One salient clinical feature observed in our cases is the cardboard-like induration of the glans penis. We consider it to be a good criterion for suspecting a diagnosis of syphilitic balanitis of Follmann. However, similar indurations were not described in the cases reported by Follmann (1). The description of Degos of the so-called “syphilome diffus primaire” (2), a diffuse induration of the glans penis possibly associated with a chancre, better describes the clinical characteristics of our patients.
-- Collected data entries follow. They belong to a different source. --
//! Pushes exported snapshots to a blob store.
//!
//! A new export gets the full retry budget. When that runs out the export
//! is parked and retried ahead of the next one, one attempt each, stopping
//! at the first failure. The store's resume pointer only ever moves to a
//! more advanced export, so a parked export that lands late never hides a
//! newer one.

use std::collections::VecDeque;

use tracing::{info, warn};

use phaselock_types::{ContentId, NumericValue, SnapshotId};

use crate::blob::{BlobError, BlobStore};
use crate::checkpoint::{CheckpointError, CheckpointManager};
use crate::retry::{RetryPolicy, retry_with_backoff};

/// Upper bound on parked exports; the oldest are dropped beyond it.
pub const MAX_PENDING_EXPORTS: usize = 64;

/// Errors from loading an archived snapshot.
#[derive(Debug, thiserror::Error)]
pub enum ArchiveError {
    /// The blob could not be fetched.
    #[error("failed to fetch archived snapshot: {source}")]
    Blob {
        /// The underlying store error.
        #[from]
        source: BlobError,
    },

    /// The fetched bytes are not a valid snapshot.
    #[error("archived snapshot is invalid: {source}")]
    Checkpoint {
        /// The underlying decode error.
        #[from]
        source: CheckpointError,
    },
}

/// One exported snapshot waiting for, or done with, the blob store.
#[derive(Debug, Clone, PartialEq, Eq)]
pub struct Export {
    /// Snapshot the bytes came from.
    pub snapshot: SnapshotId,
    /// Evolution count the snapshot was captured at.
    pub evolution_count: u64,
    /// Encoded snapshot.
    pub bytes: Vec<u8>,
}

/// An export the store holds.
#[derive(Debug, Clone, PartialEq, Eq)]
pub struct ArchivedExport {
    /// Snapshot the blob came from.
    pub snapshot: SnapshotId,
    /// Evolution count the snapshot was captured at.
    pub evolution_count: u64,
    /// Content address of the blob.
    pub content_id: ContentId,
}

/// Result of archiving one export.
#[derive(Debug, Clone, PartialEq, Eq)]
pub enum ArchiveOutcome {
    /// The export is stored under this id.
    Stored {
        /// Content address of the blob.
        content_id: ContentId,
    },
    /// Every attempt failed; the export waits for the next checkpoint.
    Queued,
}

/// Archives exports to a [`BlobStore`].
#[derive(Debug)]
pub struct SnapshotArchiver<B> {
    store: B,
    retry: RetryPolicy,
    pending: VecDeque<Export>,
    latest: Option<ArchivedExport>,
}

impl<B: BlobStore> SnapshotArchiver<B> {
    /// Wrap a blob store.
    pub const fn new(store: B, retry: RetryPolicy) -> Self {
        Self {
            store,
            retry,
            pending: VecDeque::new(),
            latest: None,
        }
    }

    /// The wrapped store.
    pub const fn store(&self) -> &B {
        &self.store
    }

    /// Store an export, after first retrying any parked ones.
    pub async fn archive(&mut self, export: Export) -> ArchiveOutcome {
        self.flush_pending().await;
        let result = retry_with_backoff(&self.retry, "blob.put", BlobError::is_retryable, || {
            self.store.put(export.bytes.clone())
        })
        .await;
        match result {
            Ok(content_id) => {
                info!(
                    snapshot = %export.snapshot,
                    evolution_count = export.evolution_count,
                    blob = %content_id,
                    "Snapshot archived"
                );
                self.promote(&export, &content_id).await;
                ArchiveOutcome::Stored { content_id }
            }
            Err(err) => {
                warn!(
                    snapshot = %export.snapshot,
                    error = %err,
                    "Snapshot export failed, queued for next checkpoint"
                );
                self.park(export);
                ArchiveOutcome::Queued
            }
        }
    }

    /// Try each parked export once, oldest first, stopping at the first
    /// failure. Returns how many were stored.
    pub async fn flush_pending(&mut self) -> usize {
        let mut stored = 0_usize;
        while let Some(export) = self.pending.pop_front() {
            match self.store.put(export.bytes.clone()).await {
                Ok(content_id) => {
                    info!(snapshot = %export.snapshot, blob = %content_id, "Queued snapshot archived");
                    self.promote(&export, &content_id).await;
                    stored = stored.saturating_add(1);
                }
                Err(err) => {
                    warn!(
                        snapshot = %export.snapshot,
                        error = %err,
                        remaining = self.pending.len().saturating_add(1),
                        "Queued snapshot export failed again"
                    );
                    self.pending.push_front(export);
                    break;
                }
            }
        }
        stored
    }

    /// Fetch an archived export and import it into `manager`.
    pub async fn load_into<N: NumericValue>(
        &self,
        content_id: &ContentId,
        manager: &mut CheckpointManager<N>,
    ) -> Result<SnapshotId, ArchiveError> {
        let bytes = self.store.get(content_id).await?;
        Ok(manager.import(&bytes)?)
    }

    /// The most advanced export stored by this archiver.
    pub const fn latest(&self) -> Option<&ArchivedExport> {
        self.latest.as_ref()
    }

    /// Number of parked exports.
    pub fn pending_len(&self) -> usize {
        self.pending.len()
    }

    /// Move the resume pointer to `export` if it is the most advanced
    /// export stored so far.
    async fn promote(&mut self, export: &Export, content_id: &ContentId) {
        let advanced = self
            .latest
            .as_ref()
            .is_none_or(|latest| export.evolution_count > latest.evolution_count);
        if !advanced {
            return;
        }
        if let Err(err) = self.store.record_latest(content_id).await {
            warn!(blob = %content_id, error = %err, "Failed to move resume pointer");
            return;
        }
        self.latest = Some(ArchivedExport {
            snapshot: export.snapshot,
            evolution_count: export.evolution_count,
            content_id: content_id.clone(),
        });
    }

    fn park(&mut self, export: Export) {
        if self.pending.len() >= MAX_PENDING_EXPORTS {
            if let Some(dropped) = self.pending.pop_front() {
                warn!(snapshot = %dropped.snapshot, "Export queue full, dropping oldest");
            }
        }
        self.pending.push_back(export);
    }
}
A chancre was observed in case 3. In syphilitic balanitis of Follmann, a chancre may be present before, simultaneously with, or after the balanitis (3). However, it can also be absent, as was the case in two of our three patients.
Erosive balanoposthitis was misdiagnosed as candidal balanoposthitis in our third case, which led to a delay in the diagnosis of syphilis. The first case of syphilitic balanitis reported by Babu et al. (4) was also misdiagnosed as fungal balanoposthitis.
In confirming a diagnosis of syphilitic balanitis of Follmann, it is important to eliminate, by culture, the presence of other pathogens implicated in balanoposthitis (5), especially C. albicans, group B streptococci, anaerobes and HSV. In the first case, the presence of S. aureus should be considered a secondary infection.
The pathogenesis of syphilitic balanitis of Follmann was clarified by the clinicopathological study of Lejman & Starzycki (3) According to the results of this study, the active penetration of T. pallidum through the epidermis has a haematogenous origin.
In conclusion, balanitis can be the sole clinical expression of primary syphilis. Thus, clinicians should suspect a treponemal infection in all cases of balanoposthitis, particularly when the glans penis is indurated and lymphadenopathy is present. Syphilitic serology should be performed systematically in cases of balanoposthitis, as it is the only means of confirming the diagnosis.